What is a sermon preview?
Sermon previews are released on Friday’s. They are to give YOU a short glimpse of what the conversation is going to be like on Sunday morning. On Monday, the preview is updated with some discussion questions, scripture guide and an mp3 of the sermon. I do these for 2 reasons. The first is so God can continue working in your life throughout the week. The second is for you to share this with a friend. I invite and encourage you to share the preview on Facebook/Twitter and through email.

 

Sermon Preview: Learning Together

learning togetherIn 2013, St. Paul’s began an intentional path of vision discernment. After consultations, prayer and discussion we feel this is the mission God has called us too:

Through loving, learning, and living together, St. Paul’s United Methodist Church provides care and support for its community that leads to a fulfilling life in Jesus Christ.

Over the next few weeks we are going to talk about the three strategies we have for living into this mission; Loving, Learning and Living.

Think about the last time you learned something…or perhaps didn’t learn something? Over the last year I have learned (through the help of youtube) to work on motorcycles. It was pretty frightening to tear apart my entire exhaust and air filter system and replace it. I did it. I only was able to do it because I had help.

If we look to the scripture, we see learning doesn’t happen in isolation. Here these words from the apostle Paul to his close friend Timothy.

I remember your genuine faith, for you share the faith that first filled your grandmother Lois and your mother, Eunice. And I know that same faith continues strong in you. This is why I remind you to fan into flames the spiritual gift God gave you when I laid my hands on you. (2 Timothy 1:5-6)

Hold on to the pattern of wholesome teaching you learned from me—a pattern shaped by the faith and love that you have in Christ Jesus. Through the power of the Holy Spirit who lives within us, carefully guard the precious truth that has been entrusted to you. (2 Timothy 1:13-14)

But you must remain faithful to the things you have been taught. You know they are true, for you know you can trust those who taught you. You have been taught the holy Scriptures from childhood, and they have given you the wisdom to receive the salvation that comes by trusting in Christ Jesus. All Scripture is inspired by God and is useful to teach us what is true and to make us realize what is wrong in our lives. It corrects us when we are wrong and teaches us to do what is right. God uses it to prepare and equip his people to do every good work. (2 Timothy 3:14-17)

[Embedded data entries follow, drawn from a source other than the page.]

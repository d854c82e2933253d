//! Best-effort multi-recipient delivery.
//!
//! A failed recipient is logged and skipped. There is no retry and no
//! rollback; the [`DeliveryReport`] only records what happened.

use std::collections::BTreeSet;
use std::fmt::Display;
use std::sync::{Arc, Mutex, PoisonError};

use serde::{Deserialize, Serialize};
use tracing::{debug, warn};

use super::domain::{ChatId, MediaRef, ReportId};

#[derive(Debug, Clone, PartialEq, Eq, Serialize, Deserialize)]
#[serde(tag = "type", rename_all = "snake_case")]
pub enum OutboundMessage {
    Text {
        text: String,
        /// Attaches the approver's "confirm" action for this report.
        #[serde(default, skip_serializing_if = "Option::is_none")]
        confirm: Option<ReportId>,
    },
    MediaGroup {
        media: Vec<MediaRef>,
        caption: String,
    },
    Document {
        file: String,
        #[serde(default, skip_serializing_if = "Option::is_none")]
        caption: Option<String>,
    },
}

impl OutboundMessage {
    pub fn text(text: impl Into<String>) -> Self {
        Self::Text {
            text: text.into(),
            confirm: None,
        }
    }
}

/// Outbound side of the chat transport.
pub trait Transport: Send + Sync {
    fn deliver(&self, recipient: ChatId, message: &OutboundMessage) -> Result<(), DeliveryError>;
}

#[derive(Debug, Clone, thiserror::Error)]
pub enum DeliveryError {
    #[error("recipient {0} is unreachable")]
    Unreachable(ChatId),
    #[error("transport failure: {0}")]
    Transport(String),
    #[error("outbox is full ({0} undelivered messages)")]
    Backlog(usize),
}

/// Outcome of one fan-out, exposed for inspection only.
#[derive(Debug, Clone, Default, PartialEq, Eq, Serialize)]
pub struct DeliveryReport {
    pub attempted: Vec<ChatId>,
    pub delivered: Vec<ChatId>,
    pub failed: Vec<(ChatId, String)>,
}

impl DeliveryReport {
    pub fn merge(&mut self, other: DeliveryReport) {
        self.attempted.extend(other.attempted);
        self.delivered.extend(other.delivered);
        self.failed.extend(other.failed);
    }
}

/// Runs `op`, logging a failure against `recipient` before handing it back.
pub fn best_effort<T, E, F>(context: &str, recipient: ChatId, op: F) -> Result<T, E>
where
    E: Display,
    F: FnOnce() -> Result<T, E>,
{
    op().map_err(|err| {
        warn!(%recipient, %err, "{context}: delivery failed");
        err
    })
}

/// Ordered recipient list that never repeats anyone already reached.
#[derive(Debug, Clone, Default)]
pub struct Audience {
    members: Vec<ChatId>,
    reached: BTreeSet<ChatId>,
}

impl Audience {
    pub fn new() -> Self {
        Self::default()
    }

    /// Marks `id` as already notified without adding it.
    pub fn exclude(mut self, id: ChatId) -> Self {
        self.reached.insert(id);
        self
    }

    pub fn push(&mut self, id: ChatId) -> bool {
        if self.reached.insert(id) {
            self.members.push(id);
            true
        } else {
            false
        }
    }

    pub fn extend<I: IntoIterator<Item = ChatId>>(&mut self, ids: I) {
        for id in ids {
            self.push(id);
        }
    }

    pub fn contains(&self, id: ChatId) -> bool {
        self.members.contains(&id)
    }

    pub fn members(&self) -> &[ChatId] {
        &self.members
    }

    pub fn is_empty(&self) -> bool {
        self.members.is_empty()
    }
}

#[derive(Clone)]
pub struct FanOut {
    transport: Arc<dyn Transport>,
}

impl FanOut {
    pub fn new(transport: Arc<dyn Transport>) -> Self {
        Self { transport }
    }

    /// Delivers `payload` to every recipient in order. A recipient counts as
    /// delivered only if all of its messages went through; the first failure
    /// skips the rest of that recipient's messages.
    pub fn send(&self, audience: &[ChatId], payload: &[OutboundMessage]) -> DeliveryReport {
        let mut report = DeliveryReport::default();

        for &recipient in audience {
            report.attempted.push(recipient);
            let outcome = best_effort("fan-out", recipient, || {
                payload
                    .iter()
                    .try_for_each(|message| self.transport.deliver(recipient, message))
            });
            match outcome {
                Ok(()) => report.delivered.push(recipient),
                Err(err) => report.failed.push((recipient, err.to_string())),
            }
        }

        debug!(
            attempted = report.attempted.len(),
            delivered = report.delivered.len(),
            "fan-out finished"
        );
        report
    }
}

/// Transport that keeps every delivered message in memory. Doubles as the
/// outbox the chat gateway drains.
///
/// The default instance is unbounded and meant for tests. A served outbox
/// should be [`RecordingTransport::bounded`]: once `capacity` messages are
/// waiting, further deliveries fail with [`DeliveryError::Backlog`] until the
/// gateway drains it, and fan-out reports those recipients as failed.
#[derive(Debug, Default)]
pub struct RecordingTransport {
    sent: Mutex<Vec<(ChatId, OutboundMessage)>>,
    unreachable: Mutex<BTreeSet<ChatId>>,
    capacity: Option<usize>,
}

impl RecordingTransport {
    pub fn bounded(capacity: usize) -> Self {
        Self {
            capacity: Some(capacity),
            ..Self::default()
        }
    }

    pub fn fail_for(&self, recipient: ChatId) {
        self.unreachable
            .lock()
            .unwrap_or_else(PoisonError::into_inner)
            .insert(recipient);
    }

    pub fn sent(&self) -> Vec<(ChatId, OutboundMessage)> {
        self.sent
            .lock()
            .map(|sent| sent.clone())
            .unwrap_or_default()
    }

    pub fn sent_to(&self, recipient: ChatId) -> Vec<OutboundMessage> {
        self.sent()
            .into_iter()
            .filter(|(to, _)| *to == recipient)
            .map(|(_, message)| message)
            .collect()
    }

    pub fn recipients(&self) -> BTreeSet<ChatId> {
        self.sent().into_iter().map(|(to, _)| to).collect()
    }

    pub fn drain(&self) -> Vec<(ChatId, OutboundMessage)> {
        self.sent
            .lock()
            .map(|mut sent| std::mem::take(&mut *sent))
            .unwrap_or_default()
    }
}

impl Transport for RecordingTransport {
    fn deliver(&self, recipient: ChatId, message: &OutboundMessage) -> Result<(), DeliveryError> {
        let unreachable = self
            .unreachable
            .lock()
            .map_err(|_| DeliveryError::Transport("outbox lock poisoned".to_string()))?;
        if unreachable.contains(&recipient) {
            return Err(DeliveryError::Unreachable(recipient));
        }
        drop(unreachable);

        let mut sent = self
            .sent
            .lock()
            .map_err(|_| DeliveryError::Transport("outbox lock poisoned".to_string()))?;
        if let Some(capacity) = self.capacity {
            if sent.len() >= capacity {
                return Err(DeliveryError::Backlog(sent.len()));
            }
        }
        sent.push((recipient, message.clone()));
        Ok(())
    }
}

Paul is reminding Timothy of the own path of his learning. He is also calling him to remember and utilize the pattern of faith he has been taught. Patterns can become useful. Just because we can see something in our head or even have seen someone else make something doesn’t mean we can necessarily pull it off on our own.

Have you ever seen the Pinterest Fail blog? Besides it being pretty funny, it has a tagline that really makes us think.

Where Good Intentions Come to Die

I don’t think any of us would willingly subject our own spiritual life and gospel mission to this. Patterns are essential for faith. They help us tell the truth as we are consistently measuring ourselves up to the truth Christ has placed in us.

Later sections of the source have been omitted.